Copy each line in the data below that contains the word "killed".

##### Given data #####

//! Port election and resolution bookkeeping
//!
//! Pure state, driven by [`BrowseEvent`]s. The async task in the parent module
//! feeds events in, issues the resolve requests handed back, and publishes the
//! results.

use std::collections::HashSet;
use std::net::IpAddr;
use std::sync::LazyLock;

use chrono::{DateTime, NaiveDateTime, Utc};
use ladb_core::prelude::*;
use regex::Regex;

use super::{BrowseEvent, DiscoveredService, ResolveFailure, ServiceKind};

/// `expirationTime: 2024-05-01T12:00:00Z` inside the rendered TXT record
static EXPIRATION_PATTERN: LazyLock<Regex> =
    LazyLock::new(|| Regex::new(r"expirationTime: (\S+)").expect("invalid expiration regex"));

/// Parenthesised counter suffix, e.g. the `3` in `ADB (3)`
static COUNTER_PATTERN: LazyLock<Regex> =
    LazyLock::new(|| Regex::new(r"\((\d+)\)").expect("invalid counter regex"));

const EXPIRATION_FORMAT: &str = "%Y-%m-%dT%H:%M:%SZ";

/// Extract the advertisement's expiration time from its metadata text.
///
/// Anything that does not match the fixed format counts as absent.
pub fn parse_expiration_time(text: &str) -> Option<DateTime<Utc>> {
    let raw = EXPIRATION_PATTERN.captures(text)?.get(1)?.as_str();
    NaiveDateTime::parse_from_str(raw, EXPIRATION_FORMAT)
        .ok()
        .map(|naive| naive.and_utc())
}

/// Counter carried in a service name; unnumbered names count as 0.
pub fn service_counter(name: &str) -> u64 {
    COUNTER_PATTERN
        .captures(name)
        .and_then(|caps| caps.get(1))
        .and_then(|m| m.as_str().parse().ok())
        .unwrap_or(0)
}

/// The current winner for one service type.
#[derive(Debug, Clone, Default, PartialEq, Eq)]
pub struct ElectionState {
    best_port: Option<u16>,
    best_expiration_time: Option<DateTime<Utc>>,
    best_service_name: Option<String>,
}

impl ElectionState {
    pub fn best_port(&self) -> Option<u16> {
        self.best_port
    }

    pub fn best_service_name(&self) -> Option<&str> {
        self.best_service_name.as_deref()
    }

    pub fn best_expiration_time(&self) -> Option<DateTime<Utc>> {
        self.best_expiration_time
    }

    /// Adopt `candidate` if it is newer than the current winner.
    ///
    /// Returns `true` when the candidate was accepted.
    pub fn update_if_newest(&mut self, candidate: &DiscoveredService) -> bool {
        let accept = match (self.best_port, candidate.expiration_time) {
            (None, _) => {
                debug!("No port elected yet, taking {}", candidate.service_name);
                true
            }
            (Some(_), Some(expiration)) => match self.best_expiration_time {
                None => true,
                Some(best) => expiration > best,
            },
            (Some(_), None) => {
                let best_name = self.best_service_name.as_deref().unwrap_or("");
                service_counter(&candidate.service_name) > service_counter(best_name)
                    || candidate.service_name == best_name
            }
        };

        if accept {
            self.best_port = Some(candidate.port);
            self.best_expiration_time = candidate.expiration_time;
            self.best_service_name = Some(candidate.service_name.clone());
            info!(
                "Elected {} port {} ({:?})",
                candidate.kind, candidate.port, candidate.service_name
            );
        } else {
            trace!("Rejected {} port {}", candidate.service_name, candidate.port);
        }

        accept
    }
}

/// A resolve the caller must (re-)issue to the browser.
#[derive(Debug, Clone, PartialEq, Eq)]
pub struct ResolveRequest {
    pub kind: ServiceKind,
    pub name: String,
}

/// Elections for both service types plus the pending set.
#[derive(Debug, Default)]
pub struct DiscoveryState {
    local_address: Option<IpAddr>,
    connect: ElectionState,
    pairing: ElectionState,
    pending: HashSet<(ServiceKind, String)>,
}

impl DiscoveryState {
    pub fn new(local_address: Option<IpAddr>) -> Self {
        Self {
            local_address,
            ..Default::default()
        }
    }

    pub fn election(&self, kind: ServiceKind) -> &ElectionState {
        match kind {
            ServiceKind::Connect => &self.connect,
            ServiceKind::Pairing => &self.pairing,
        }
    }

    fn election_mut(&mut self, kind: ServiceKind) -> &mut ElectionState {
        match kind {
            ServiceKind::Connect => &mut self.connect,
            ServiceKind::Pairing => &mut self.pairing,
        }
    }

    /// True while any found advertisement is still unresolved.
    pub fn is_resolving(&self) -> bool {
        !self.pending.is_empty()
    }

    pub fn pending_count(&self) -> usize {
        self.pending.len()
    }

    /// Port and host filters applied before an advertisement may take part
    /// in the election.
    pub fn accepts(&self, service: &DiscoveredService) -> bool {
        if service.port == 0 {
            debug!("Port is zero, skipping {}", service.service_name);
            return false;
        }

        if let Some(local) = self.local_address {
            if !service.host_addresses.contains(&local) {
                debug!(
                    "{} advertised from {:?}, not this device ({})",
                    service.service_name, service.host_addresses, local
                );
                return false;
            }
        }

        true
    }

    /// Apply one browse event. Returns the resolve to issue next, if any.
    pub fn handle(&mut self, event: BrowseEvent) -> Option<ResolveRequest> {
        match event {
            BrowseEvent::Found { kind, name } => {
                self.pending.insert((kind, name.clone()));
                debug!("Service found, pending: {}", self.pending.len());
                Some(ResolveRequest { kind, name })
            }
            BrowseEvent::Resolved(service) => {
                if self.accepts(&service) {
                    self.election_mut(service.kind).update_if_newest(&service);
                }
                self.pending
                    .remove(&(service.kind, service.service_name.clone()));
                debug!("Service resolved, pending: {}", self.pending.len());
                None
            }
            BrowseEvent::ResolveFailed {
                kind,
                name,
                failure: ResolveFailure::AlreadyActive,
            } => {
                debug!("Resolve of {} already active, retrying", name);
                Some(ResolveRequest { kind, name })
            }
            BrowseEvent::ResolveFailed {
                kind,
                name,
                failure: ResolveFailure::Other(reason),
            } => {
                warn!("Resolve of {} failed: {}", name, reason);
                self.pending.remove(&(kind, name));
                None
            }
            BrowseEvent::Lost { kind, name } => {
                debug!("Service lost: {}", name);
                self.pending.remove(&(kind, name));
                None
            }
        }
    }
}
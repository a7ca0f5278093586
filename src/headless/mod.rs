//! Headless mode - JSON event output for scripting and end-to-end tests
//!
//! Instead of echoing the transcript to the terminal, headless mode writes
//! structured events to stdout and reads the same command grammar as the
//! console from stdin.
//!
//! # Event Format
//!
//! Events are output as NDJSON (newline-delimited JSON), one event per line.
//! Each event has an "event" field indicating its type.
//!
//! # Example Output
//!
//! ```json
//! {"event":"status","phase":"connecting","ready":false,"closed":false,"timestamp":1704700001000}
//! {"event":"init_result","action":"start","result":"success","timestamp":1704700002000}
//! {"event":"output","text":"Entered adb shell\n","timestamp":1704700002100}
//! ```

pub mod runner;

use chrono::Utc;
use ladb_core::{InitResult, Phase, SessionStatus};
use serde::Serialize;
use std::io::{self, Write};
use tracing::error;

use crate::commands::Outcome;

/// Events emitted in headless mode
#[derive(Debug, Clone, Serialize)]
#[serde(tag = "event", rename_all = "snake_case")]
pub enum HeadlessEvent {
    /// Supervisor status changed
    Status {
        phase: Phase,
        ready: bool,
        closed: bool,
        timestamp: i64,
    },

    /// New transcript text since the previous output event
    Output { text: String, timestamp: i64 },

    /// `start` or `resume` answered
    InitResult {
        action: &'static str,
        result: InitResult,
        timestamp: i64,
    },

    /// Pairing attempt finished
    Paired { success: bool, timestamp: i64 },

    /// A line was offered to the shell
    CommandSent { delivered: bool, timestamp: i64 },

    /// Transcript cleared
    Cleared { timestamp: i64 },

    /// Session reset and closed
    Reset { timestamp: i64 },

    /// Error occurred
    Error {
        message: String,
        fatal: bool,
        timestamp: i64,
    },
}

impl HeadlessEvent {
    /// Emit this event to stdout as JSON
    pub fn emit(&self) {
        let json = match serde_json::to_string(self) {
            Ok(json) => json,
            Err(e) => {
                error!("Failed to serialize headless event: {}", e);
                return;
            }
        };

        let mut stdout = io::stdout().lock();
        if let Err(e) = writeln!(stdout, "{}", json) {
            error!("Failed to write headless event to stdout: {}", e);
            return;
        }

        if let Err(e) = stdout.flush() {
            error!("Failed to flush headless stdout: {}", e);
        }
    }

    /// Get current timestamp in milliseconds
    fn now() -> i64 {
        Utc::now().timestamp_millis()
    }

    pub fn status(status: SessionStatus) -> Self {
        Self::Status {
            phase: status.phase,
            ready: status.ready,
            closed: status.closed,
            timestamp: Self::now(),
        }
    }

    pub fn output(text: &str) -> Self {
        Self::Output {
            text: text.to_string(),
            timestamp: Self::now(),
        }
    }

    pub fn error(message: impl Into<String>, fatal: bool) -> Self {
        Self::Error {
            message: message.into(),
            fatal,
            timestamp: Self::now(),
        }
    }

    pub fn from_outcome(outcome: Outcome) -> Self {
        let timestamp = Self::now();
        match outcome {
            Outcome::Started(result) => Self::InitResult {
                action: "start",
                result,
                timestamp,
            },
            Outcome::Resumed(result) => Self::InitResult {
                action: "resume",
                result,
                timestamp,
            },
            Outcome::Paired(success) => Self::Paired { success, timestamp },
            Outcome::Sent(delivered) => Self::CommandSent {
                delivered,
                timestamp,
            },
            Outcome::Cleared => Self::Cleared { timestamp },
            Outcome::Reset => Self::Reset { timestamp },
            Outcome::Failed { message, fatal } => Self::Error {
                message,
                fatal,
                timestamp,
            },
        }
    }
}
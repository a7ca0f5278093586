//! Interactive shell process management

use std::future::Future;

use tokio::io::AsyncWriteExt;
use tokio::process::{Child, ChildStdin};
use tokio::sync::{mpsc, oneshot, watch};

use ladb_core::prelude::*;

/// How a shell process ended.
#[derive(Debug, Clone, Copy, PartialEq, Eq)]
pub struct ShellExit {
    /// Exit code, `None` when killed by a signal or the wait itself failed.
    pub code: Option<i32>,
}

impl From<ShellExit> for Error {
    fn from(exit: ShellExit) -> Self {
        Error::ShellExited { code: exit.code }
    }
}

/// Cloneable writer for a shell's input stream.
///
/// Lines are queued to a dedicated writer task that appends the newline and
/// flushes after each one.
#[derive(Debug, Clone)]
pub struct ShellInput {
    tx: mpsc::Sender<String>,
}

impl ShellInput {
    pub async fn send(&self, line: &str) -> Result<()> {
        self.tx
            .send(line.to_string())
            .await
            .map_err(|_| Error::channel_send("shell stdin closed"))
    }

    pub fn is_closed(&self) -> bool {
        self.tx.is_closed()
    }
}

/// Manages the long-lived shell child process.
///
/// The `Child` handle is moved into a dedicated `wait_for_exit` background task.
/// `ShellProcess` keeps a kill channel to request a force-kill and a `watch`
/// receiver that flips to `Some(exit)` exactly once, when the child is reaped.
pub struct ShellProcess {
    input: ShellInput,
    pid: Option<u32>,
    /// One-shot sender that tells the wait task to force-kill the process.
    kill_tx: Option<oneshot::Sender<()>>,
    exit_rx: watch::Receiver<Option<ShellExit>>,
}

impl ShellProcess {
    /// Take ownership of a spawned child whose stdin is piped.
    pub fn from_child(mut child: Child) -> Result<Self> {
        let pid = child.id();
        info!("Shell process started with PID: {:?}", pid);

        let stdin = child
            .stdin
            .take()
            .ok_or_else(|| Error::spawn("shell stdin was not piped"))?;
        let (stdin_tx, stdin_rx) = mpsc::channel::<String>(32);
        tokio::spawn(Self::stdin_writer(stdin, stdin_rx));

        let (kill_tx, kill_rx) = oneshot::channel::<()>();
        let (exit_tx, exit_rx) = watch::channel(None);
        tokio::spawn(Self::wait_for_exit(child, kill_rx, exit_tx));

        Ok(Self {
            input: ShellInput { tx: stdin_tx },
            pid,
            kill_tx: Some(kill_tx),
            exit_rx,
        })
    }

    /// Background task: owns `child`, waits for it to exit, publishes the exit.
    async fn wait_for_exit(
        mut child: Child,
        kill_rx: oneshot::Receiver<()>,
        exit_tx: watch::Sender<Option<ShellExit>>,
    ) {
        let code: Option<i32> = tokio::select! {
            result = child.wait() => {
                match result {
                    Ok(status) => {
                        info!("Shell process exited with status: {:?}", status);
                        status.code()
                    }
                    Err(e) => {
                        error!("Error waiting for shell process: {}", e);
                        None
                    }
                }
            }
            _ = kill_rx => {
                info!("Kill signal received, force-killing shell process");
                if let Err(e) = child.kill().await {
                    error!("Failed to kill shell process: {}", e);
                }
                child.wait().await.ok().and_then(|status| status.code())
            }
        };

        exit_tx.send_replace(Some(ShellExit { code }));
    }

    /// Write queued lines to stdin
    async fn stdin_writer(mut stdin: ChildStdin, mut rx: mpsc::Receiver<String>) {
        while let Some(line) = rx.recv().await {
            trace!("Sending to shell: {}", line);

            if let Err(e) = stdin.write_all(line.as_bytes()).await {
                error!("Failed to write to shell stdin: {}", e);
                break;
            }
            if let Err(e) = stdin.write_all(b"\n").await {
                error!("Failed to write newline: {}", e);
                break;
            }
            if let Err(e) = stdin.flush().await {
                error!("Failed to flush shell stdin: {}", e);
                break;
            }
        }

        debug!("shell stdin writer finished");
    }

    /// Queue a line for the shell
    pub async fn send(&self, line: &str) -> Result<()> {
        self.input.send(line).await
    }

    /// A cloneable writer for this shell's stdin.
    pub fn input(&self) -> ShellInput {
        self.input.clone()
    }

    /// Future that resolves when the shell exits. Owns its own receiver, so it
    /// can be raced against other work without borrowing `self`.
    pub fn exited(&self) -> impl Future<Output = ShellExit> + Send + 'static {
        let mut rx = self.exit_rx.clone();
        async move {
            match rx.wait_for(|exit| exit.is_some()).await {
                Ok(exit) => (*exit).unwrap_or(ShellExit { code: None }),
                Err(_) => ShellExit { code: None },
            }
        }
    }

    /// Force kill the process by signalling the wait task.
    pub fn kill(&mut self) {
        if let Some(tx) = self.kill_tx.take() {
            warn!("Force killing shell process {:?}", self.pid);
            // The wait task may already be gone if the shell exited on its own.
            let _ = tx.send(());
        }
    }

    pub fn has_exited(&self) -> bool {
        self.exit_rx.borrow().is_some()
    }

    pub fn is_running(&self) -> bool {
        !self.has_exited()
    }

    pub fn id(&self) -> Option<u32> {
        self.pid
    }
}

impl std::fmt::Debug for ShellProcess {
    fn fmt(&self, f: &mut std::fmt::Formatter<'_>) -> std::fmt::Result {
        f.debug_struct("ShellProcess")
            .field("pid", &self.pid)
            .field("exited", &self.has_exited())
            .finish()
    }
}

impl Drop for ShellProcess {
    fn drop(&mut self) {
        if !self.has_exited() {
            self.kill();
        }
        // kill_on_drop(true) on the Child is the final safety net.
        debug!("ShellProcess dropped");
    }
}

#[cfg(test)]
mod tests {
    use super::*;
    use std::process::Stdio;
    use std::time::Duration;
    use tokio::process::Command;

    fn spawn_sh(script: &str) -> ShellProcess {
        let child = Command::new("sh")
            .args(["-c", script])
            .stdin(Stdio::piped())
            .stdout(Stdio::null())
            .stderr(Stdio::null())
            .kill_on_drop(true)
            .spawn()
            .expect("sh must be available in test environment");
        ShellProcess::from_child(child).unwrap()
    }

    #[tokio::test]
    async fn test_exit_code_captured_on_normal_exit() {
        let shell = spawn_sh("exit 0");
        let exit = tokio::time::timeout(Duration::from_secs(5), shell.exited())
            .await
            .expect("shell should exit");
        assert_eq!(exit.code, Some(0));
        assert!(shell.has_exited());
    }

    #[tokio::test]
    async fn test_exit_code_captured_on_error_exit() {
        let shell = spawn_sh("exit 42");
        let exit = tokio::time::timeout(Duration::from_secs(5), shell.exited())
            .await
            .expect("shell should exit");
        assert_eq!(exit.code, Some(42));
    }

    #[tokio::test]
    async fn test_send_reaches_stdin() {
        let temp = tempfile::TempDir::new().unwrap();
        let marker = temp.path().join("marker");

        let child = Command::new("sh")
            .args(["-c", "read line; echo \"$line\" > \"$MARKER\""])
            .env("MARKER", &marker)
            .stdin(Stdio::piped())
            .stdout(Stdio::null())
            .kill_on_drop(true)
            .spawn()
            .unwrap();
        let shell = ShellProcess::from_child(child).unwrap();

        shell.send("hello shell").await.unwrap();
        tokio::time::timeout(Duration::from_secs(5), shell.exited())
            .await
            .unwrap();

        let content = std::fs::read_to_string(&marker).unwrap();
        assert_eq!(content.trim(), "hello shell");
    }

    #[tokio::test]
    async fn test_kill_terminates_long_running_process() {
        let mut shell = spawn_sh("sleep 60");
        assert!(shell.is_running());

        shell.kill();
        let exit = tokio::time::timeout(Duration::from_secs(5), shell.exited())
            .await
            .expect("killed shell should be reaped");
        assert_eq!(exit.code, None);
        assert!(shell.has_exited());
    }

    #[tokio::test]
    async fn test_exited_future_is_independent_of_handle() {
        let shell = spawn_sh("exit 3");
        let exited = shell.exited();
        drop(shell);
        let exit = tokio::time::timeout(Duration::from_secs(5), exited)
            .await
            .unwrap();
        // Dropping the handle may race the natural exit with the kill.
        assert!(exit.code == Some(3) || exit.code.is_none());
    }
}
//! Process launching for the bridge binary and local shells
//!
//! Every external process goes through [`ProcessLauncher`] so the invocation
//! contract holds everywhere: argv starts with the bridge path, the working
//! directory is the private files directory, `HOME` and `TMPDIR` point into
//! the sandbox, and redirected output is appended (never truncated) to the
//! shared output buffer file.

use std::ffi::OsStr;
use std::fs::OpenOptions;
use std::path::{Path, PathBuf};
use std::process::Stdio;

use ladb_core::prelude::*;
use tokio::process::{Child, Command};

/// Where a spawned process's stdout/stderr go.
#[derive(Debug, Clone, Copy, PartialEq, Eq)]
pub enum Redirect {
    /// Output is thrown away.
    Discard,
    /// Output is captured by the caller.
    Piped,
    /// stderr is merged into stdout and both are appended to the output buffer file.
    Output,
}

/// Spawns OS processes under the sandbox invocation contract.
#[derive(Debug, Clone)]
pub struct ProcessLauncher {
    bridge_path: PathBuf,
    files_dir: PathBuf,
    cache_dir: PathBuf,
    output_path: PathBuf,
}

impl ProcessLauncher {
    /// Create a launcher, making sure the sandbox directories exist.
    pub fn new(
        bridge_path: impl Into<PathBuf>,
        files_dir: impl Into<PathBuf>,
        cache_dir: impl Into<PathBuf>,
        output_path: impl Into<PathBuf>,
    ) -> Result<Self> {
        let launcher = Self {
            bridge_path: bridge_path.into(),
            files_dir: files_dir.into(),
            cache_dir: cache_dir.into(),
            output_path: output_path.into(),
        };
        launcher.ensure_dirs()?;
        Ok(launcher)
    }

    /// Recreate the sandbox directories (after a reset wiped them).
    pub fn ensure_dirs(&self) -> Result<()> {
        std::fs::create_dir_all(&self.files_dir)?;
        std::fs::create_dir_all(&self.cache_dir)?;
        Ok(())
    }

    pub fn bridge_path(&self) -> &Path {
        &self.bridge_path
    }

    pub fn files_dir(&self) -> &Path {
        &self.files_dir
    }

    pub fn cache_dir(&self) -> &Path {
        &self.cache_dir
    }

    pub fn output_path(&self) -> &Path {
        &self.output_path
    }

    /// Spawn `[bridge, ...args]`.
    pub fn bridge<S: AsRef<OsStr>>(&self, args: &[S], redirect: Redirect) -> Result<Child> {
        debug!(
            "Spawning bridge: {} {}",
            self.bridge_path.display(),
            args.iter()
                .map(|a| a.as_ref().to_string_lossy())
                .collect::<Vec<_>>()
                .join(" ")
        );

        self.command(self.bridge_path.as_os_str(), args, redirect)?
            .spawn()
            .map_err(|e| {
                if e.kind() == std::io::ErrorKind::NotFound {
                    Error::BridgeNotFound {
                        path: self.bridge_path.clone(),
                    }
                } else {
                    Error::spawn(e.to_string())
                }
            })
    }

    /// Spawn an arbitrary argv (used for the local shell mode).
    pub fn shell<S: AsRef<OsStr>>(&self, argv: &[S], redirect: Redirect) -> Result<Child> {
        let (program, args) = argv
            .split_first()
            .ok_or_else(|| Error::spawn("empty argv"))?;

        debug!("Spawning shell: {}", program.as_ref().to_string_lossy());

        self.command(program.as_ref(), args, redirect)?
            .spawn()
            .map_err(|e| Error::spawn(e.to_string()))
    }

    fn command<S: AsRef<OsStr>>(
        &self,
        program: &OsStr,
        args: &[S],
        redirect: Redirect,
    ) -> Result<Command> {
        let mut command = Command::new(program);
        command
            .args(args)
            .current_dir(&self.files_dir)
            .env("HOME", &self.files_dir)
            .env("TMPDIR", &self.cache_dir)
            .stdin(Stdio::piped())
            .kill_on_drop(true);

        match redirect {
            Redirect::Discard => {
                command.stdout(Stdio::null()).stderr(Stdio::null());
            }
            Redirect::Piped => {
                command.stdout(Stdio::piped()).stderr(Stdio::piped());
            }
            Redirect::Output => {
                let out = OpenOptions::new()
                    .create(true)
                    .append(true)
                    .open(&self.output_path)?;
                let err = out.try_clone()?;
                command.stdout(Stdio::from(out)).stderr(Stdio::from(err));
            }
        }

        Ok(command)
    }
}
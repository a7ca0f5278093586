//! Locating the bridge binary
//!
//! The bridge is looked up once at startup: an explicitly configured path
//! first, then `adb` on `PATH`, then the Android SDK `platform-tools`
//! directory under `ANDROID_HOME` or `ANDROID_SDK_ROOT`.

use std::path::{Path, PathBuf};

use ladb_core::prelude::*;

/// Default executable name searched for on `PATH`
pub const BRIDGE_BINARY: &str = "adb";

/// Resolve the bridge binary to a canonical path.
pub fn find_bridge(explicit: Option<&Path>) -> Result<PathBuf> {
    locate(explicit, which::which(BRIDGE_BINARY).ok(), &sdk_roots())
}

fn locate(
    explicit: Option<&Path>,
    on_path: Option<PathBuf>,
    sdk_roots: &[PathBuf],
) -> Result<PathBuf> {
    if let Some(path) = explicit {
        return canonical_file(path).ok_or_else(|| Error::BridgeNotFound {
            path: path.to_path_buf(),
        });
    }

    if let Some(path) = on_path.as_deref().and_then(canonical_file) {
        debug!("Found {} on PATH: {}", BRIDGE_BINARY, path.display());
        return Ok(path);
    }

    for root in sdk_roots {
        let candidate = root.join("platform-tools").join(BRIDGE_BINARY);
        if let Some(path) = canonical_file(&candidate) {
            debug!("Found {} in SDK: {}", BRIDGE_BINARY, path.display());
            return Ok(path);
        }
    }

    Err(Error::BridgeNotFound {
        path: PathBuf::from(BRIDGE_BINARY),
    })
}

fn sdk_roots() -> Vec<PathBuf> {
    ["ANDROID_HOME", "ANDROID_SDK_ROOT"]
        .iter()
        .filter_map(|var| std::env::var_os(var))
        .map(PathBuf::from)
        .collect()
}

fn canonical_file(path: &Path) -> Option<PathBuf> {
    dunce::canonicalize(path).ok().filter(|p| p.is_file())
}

#####

Task response:
    /// Exit code, `None` when killed by a signal or the wait itself failed.
            .expect("killed shell should be reaped");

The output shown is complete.